Darum wurde Spielertrainer Pascal Harder schon nach 36 Minuten ausgewechselt

hzFußball: Kreisliga A

Mit extremen Personalsorgen hat GS Cappenberg eine 2:4-Niederlage zu Hause gegen den Königsborner SV eingesteckt. Insgesamt standen den Cappenbergern nur neun Spieler zur Verfügung.

von Carl Brose

Cappenberg

, 13.10.2019, 20:50 Uhr / Lesedauer: 1 min


Kreisliga A2 Unna-Hamm
GS Cappenberg - Königsborner SV 2:4 (1:2)

Dazu kamen in dem Spiel noch zwei weitere verletzungsbedingte Ausfälle hinzu. So musste der Trainer Pascal Harder selber nach 36 Minuten den Platz verlassen, nachdem ihn bei einem Eckball ein Ellbogen im Gesicht erwischt hatte. „Danach wurde mir erstmal schwarz vor den Augen und ich musste runter. Aber ich glaube nicht, dass es Absicht war“, so Harder.

Zuvor hatte Nils Bußkamp in der 25. Minute mit seinem Treffer zum 1:1 die frühe Königsborner Führung egalisiert. Nach einem Zuspiel von Tom Zentgraf über links vollstreckte Bußkamp aus dem Gewühl heraus. Durch einen Treffer von Christopher Thomassen kurz vor dem Halbzeitpfiff gingen die Gäste schließlich doch noch mit einer Führung in die Kabine.

Im zweiten Durchgang machten sich dann die Cappenberger Personalsorgen deutlicher bemerkbar. „Uns sind etwas die Kräfte ausgegangen. Was bei unserer Situation aber auch nicht verwunderlich ist“, so Cappenbergs Sportlicher Leiter Philipp Wiesmann. Folgerichtig traf Val-Leander Wettklo in der 53. Minute zum 3:1 für Königsborn.

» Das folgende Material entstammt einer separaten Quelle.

use crate::chain::Chain;
use crate::chain_indexes::CmptChainIndexes;
use crate::edge::Edge;
use crate::ends::{End, EndSlot};
use crate::{ChId, CmpId, EgId, Orientation};

/// Descriptor of one edge in the component-local ordering.
#[derive(Debug, Clone, Copy, PartialEq)]
#[cfg_attr(feature = "serde_support", derive(Serialize, Deserialize))]
pub struct Gl {
    /// Host chain id.
    pub w: ChId,
    /// Position inside the host chain.
    pub a: EgId,
    /// Graph-wide edge id.
    pub i: EgId,
}

/// A disconnected component of the graph.
#[derive(Debug, Clone, Default)]
#[cfg_attr(feature = "serde_support", derive(Serialize, Deserialize))]
pub struct Component {
    /// Component id.
    pub ind: CmpId,

    /// Edge descriptors ordered by component-local edge id.
    pub gl: Vec<Gl>,

    /// Ids of the member chains.
    pub ww: Vec<ChId>,

    /// Edge adjacency lists over component-local edge ids (lazily rebuilt).
    pub ajlg: Vec<Vec<EgId>>,

    /// Classification of the member chains by end degrees.
    pub chis: CmptChainIndexes,
}

impl Component {
    pub fn new(ind: CmpId) -> Self {
        Component { ind, ..Default::default() }
    }

    /// A component created around a single chain.
    pub fn with_chain(ind: CmpId, cn: &mut [Chain], w: ChId) -> Self {
        let mut c = Component::new(ind);
        c.append_chain(cn, w);
        c
    }

    pub fn num_edges(&self) -> EgId {
        self.gl.len()
    }

    pub fn num_chains(&self) -> ChId {
        self.ww.len()
    }

    pub fn contains_chain(&self, w: ChId) -> bool {
        self.ww.contains(&w)
    }

    pub fn contains_edge(&self, ind: EgId) -> bool {
        self.gl.iter().any(|g| g.i == ind)
    }

    /// Number of vertices of degree `d`, derived from the classification.
    pub fn num_vertices(&self, d: usize) -> usize {
        let chis = &self.chis;
        match d {
            0 => usize::from(chis.cn22.is_some()),
            1 => 2 * usize::from(chis.cn11.is_some()) + chis.cn13.len() + chis.cn14.len(),
            2 => {
                self.num_edges()
                    - self.num_vertices(0)
                    - (self.num_vertices(1)
                       + 3 * self.num_vertices(3)
                       + 4 * self.num_vertices(4)) / 2
            }
            3 => (2 * chis.cn33.len() + chis.cn13.len() + chis.cn34.len()) / 3,
            4 => (2 * chis.cn44.len() + chis.cn14.len() + chis.cn34.len()) / 4,
            _ => panic!("unsupported vertex degree {}", d),
        }
    }

    pub fn num_vertices_total(&self) -> usize {
        (0..=4).map(|d| self.num_vertices(d)).sum()
    }

    // Membership updates -----------------------------------------------------

    /// Adds chain `w`, restamping it and its edges into this component.
    pub fn append_chain(&mut self, cn: &mut [Chain], w: ChId) {
        assert!(!self.contains_chain(w),
                "appending chain {} which is already in component {}", w, self.ind);

        let indc = self.num_edges();
        let idc = self.num_chains();
        cn[w].set_cmpt(self.ind, idc, indc);

        for g in &cn[w].g {
            self.gl.push(Gl { w: g.w, a: g.indw, i: g.ind });
        }
        self.ww.push(w);
        self.chis.include(&cn[w]);
    }

    pub fn append_chains(&mut self, cn: &mut [Chain], vv: &[ChId]) {
        for &v in vv {
            self.append_chain(cn, v);
        }
    }

    /// Appends another component, consuming it.
    pub fn append_cmpt(&mut self, cn: &mut [Chain], other: Component) {
        assert!(other.ind != self.ind, "appending identical component {}", self.ind);

        let mut indc = self.num_edges();
        let mut idc = self.num_chains();
        for &w in &other.ww {
            indc = cn[w].set_cmpt(self.ind, idc, indc);
            idc += 1;
        }
        self.gl.extend(other.gl);
        self.ww.extend(other.ww);
        self.chis.append(other.chis);
    }

    /// Includes a single edge already stored inside a member chain.
    pub fn append_edge(&mut self, cn: &mut [Chain], w: ChId, a: EgId) {
        assert!(!self.contains_edge(cn[w].g[a].ind),
                "appending edge {} which is already in component {}",
                cn[w].g[a].ind, self.ind);
        let indc = self.num_edges();
        cn[w].g[a].set_cmp(self.ind, indc);
        self.set_gl(cn);
    }

    /// Drops one edge entry, swapping the last descriptor into its place.
    ///
    /// `ind`/`indc` identify the edge being removed; the edge data itself is
    /// not touched here.
    pub fn remove_edge_entry(&mut self, cn: &mut [Chain], ind: EgId, indc: EgId) {
        debug!("removing edge {} from component {}", ind, self.ind);
        let b = *self.gl.last()
            .unwrap_or_else(|| panic!("removing edge {} from empty component {}",
                                      ind, self.ind));
        if ind != b.i {
            let q = &mut cn[b.w].g[b.a];
            q.indc = indc;
            self.gl[indc] = Gl { w: q.w, a: q.indw, i: q.ind };
        }
        self.gl.pop();
    }

    /// Removes chain `w` from the membership and edge records.
    ///
    /// The chain keeps its edges; only the component bookkeeping changes.
    pub fn remove_chain(&mut self, cn: &mut [Chain], w: ChId) {
        debug!("removing chain {} from component {}", w, self.ind);
        assert!(self.contains_chain(w),
                "attempt to remove missing chain {} from component {}", w, self.ind);

        let mut egs: Vec<(EgId, EgId)> =
            cn[w].g.iter().map(|g| (g.ind, g.indc)).collect();
        // removing in descending indc order keeps the swap-fixups valid
        egs.sort_by(|x, y| y.1.cmp(&x.1));
        for (ind, indc) in egs {
            self.remove_edge_entry(cn, ind, indc);
        }

        let idc = cn[w].idc;
        let last = self.num_chains() - 1;
        if idc < last {
            for &v in &self.ww {
                if cn[v].idc == last {
                    cn[v].idc = idc;
                }
            }
        }
        self.ww.retain(|&v| v != w);

        if cn[w].is_disconnected_cycle() {
            let ww = self.ww.clone();
            self.chis.populate(cn, &ww);
        } else {
            self.chis.remove(&cn[w]);
        }
    }

    pub fn remove_chains(&mut self, cn: &mut [Chain], vv: &[ChId]) {
        for &v in vv {
            self.remove_chain(cn, v);
        }
    }

    /// Moves the listed chains into component `other`.
    pub fn move_to(&mut self, cn: &mut [Chain], other: &mut Component, vv: &[ChId]) {
        self.remove_chains(cn, vv);
        other.append_chains(cn, vv);
    }

    // Restamping -------------------------------------------------------------

    /// Relabels the component, restamping all member chains and edges.
    pub fn set_ind(&mut self, cn: &mut [Chain], i: CmpId) {
        self.ind = i;
        for &w in &self.ww {
            cn[w].c = i;
            for g in &mut cn[w].g {
                g.c = i;
            }
        }
    }

    /// Renumbers the component-wide edge ids densely, in `ww` order.
    pub fn set_edges(&self, cn: &mut [Chain]) {
        let mut indc: EgId = 0;
        for &w in &self.ww {
            indc = cn[w].set_g_cmp(self.ind, indc);
        }
    }

    /// Rebuilds the edge descriptor table from the chains' `indc` stamps.
    pub fn set_gl(&mut self, cn: &[Chain]) {
        let num_edges: EgId = self.ww.iter().map(|&w| cn[w].length()).sum();
        self.gl.clear();
        self.gl.resize(num_edges, Gl { w: 0, a: 0, i: 0 });
        for &w in &self.ww {
            for g in &cn[w].g {
                assert!(g.indc < num_edges,
                        "in component {} edge indc {} exceeds edge count {}",
                        self.ind, g.indc, num_edges);
                self.gl[g.indc] = Gl { w: g.w, a: g.indw, i: g.ind };
            }
        }
    }

    pub fn set_chis(&mut self, cn: &[Chain]) {
        let ww = self.ww.clone();
        self.chis.populate(cn, &ww);
    }

    /// Re-registers the listed chains from scratch.
    pub fn rebuild(&mut self, cn: &mut [Chain], ww: Vec<ChId>) {
        self.gl.clear();
        self.ww.clear();
        self.chis.clear();
        for w in ww {
            self.append_chain(cn, w);
        }
    }

    /// Updates the membership records after chain `f` was renamed to `t`.
    pub fn rename_chain(&mut self, cn: &[Chain], f: ChId, t: ChId) {
        for w in &mut self.ww {
            if *w == f {
                *w = t;
            }
        }
        for g in &mut self.gl {
            if g.w == f {
                g.w = t;
            }
        }
        let ww = self.ww.clone();
        self.chis.populate(cn, &ww);
    }

    // Edge shifts ------------------------------------------------------------

    /// Moves the boundary edge at slot `f` to become a boundary edge at `t`.
    ///
    /// The edge leaves the `f.e` side of chain `f.w` and enters chain `t.w`
    /// at its `t.e` side; both chains are restamped and the component edge
    /// table rebuilt. This is the atomic move of the pulling transform.
    pub fn shift_last_edge(&mut self, cn: &mut [Chain], f: EndSlot, t: EndSlot) {
        assert!(cn[f.w].c == cn[t.w].c,
                "slots {} and {} belong to different components", f, t);

        let eg = match f.e {
            End::B => cn[f.w].g.pop().expect("shifting from an empty chain"),
            End::A => cn[f.w].g.remove(0),
        };
        match t.e {
            End::A => cn[t.w].g.insert(0, eg),
            End::B => cn[t.w].g.push(eg),
        }
        cn[f.w].set_g_w();
        cn[t.w].set_g_w();
        self.set_gl(cn);
    }

    // Lookup -----------------------------------------------------------------

    /// The edge with component-local id `indc`.
    pub fn edge<'a>(&self, cn: &'a [Chain], indc: EgId) -> &'a Edge {
        let h = self.gl[indc];
        &cn[h.w].g[h.a]
    }

    /// The member chain with component-local id `idc`.
    pub fn chid(&self, cn: &[Chain], idc: ChId) -> Option<ChId> {
        self.ww.iter().copied().find(|&w| cn[w].idc == idc)
    }

    /// Converts a graph-wide edge id to the component-local one.
    pub fn ind2indc(&self, ind: EgId) -> Option<EgId> {
        self.gl.iter().position(|g| g.i == ind)
    }

    // Adjacency --------------------------------------------------------------

    /// Builds the per-edge adjacency over component-local edge ids.
    pub fn adjacency_list_edges(&self, cn: &[Chain]) -> Vec<Vec<EgId>> {
        let mut a: Vec<Vec<EgId>> = vec![Vec::new(); self.num_edges()];

        for &j in &self.ww {
            let m = &cn[j];
            for k in 0..m.length() {
                let indc = m.g[k].indc;
                if m.is_tail(k) {
                    // backwards: only other chains can be found here
                    for s in m.ngs_at(End::A) {
                        a[indc].push(cn[s.w].g[cn[s.w].end2a(s.e)].indc);
                    }
                    if m.length() == 1 {
                        for s in m.ngs_at(End::B) {
                            a[indc].push(cn[s.w].g[cn[s.w].end2a(s.e)].indc);
                        }
                    } else {
                        a[indc].push(m.g[k + 1].indc);
                    }
                } else if m.is_head(k) {
                    a[indc].push(m.g[k - 1].indc);
                    for s in m.ngs_at(End::B) {
                        a[indc].push(cn[s.w].g[cn[s.w].end2a(s.e)].indc);
                    }
                } else {
                    a[indc].push(m.g[k - 1].indc);
                    a[indc].push(m.g[k + 1].indc);
                }
            }
        }
        a
    }

    /// Caches the edge adjacency built by [`Component::adjacency_list_edges`].
    pub fn update_adjacency(&mut self, cn: &[Chain]) {
        self.ajlg = self.adjacency_list_edges(cn);
    }

    /// Per-chain adjacency over component-local chain ids, one direction.
    pub fn adjacency_list_chains(&self, cn: &[Chain], dir: Orientation) -> Vec<Vec<ChId>> {
        let e = match dir {
            Orientation::Backwards => End::A,
            Orientation::Forwards => End::B,
        };
        let mut x: Vec<Vec<ChId>> = vec![Vec::new(); self.num_chains()];
        for &j in &self.ww {
            let m = &cn[j];
            for ng in m.ngs_at(e) {
                x[m.idc].push(cn[ng.w].idc);
            }
        }
        x
    }

    // Search -----------------------------------------------------------------

    /// Depth-first reachability from `source` to `target` over end slots.
    pub fn dfs(&self, cn: &[Chain], source: EndSlot, target: EndSlot) -> bool {
        if source == target {
            return true;
        }
        let mut visited = vec![false; cn.len()];
        let mut stack = vec![source];
        visited[source.w] = true;
        while let Some(u) = stack.pop() {
            for &s in cn[u.w].ngs_at(u.e) {
                if s == target {
                    return true;
                }
                if !visited[s.w] {
                    visited[s.w] = true;
                    stack.push(s.opp());
                }
            }
        }
        false
    }

    /// Ids of the chains reachable through the connections of slot `source`.
    ///
    /// The source chain itself is always included.
    pub fn find_chains_from_slot(&self, cn: &[Chain], source: EndSlot) -> Vec<ChId> {
        let mut visited = vec![false; cn.len()];
        let mut stack = vec![source];
        visited[source.w] = true;
        let mut vv = vec![source.w];
        while let Some(u) = stack.pop() {
            for &s in cn[u.w].ngs_at(u.e) {
                if !visited[s.w] {
                    visited[s.w] = true;
                    vv.push(s.w);
                    stack.push(s.opp());
                }
            }
        }
        vv
    }

    /// Ids of the chains reachable from chain `seed` through either end.
    pub fn find_chains(&self, cn: &[Chain], seed: ChId) -> Vec<ChId> {
        let mut res = self.find_chains_from_slot(cn, EndSlot::new(seed, End::A));
        for w in self.find_chains_from_slot(cn, EndSlot::new(seed, End::B)) {
            if !res.contains(&w) {
                res.push(w);
            }
        }
        res
    }

    /// True if the component-local chain ids form a dense range.
    pub fn ww_is_dense(&self, cn: &[Chain]) -> bool {
        let n = self.num_chains();
        (0..n).all(|i| self.ww.iter().any(|&w| cn[w].idc == i))
    }
}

Mit seinem zweiten Treffer brachte erneut Nils Bußkamp Cappenberg zurück ins Spiel, als er einen Elfmeter versenkte. Zuvor stand Busskamp noch knapp 70 Minuten bei der zweiten Mannschaft auf dem Platz. „Er hat ein Wahnsinnsspiel gemacht. Insgesamt haben es aber alle den Umständen entsprechend gut gemacht“, so Wiesmann. Mit einem Konter entschied der KSV das Spiel dann aber in der Nachspielzeit endgültig.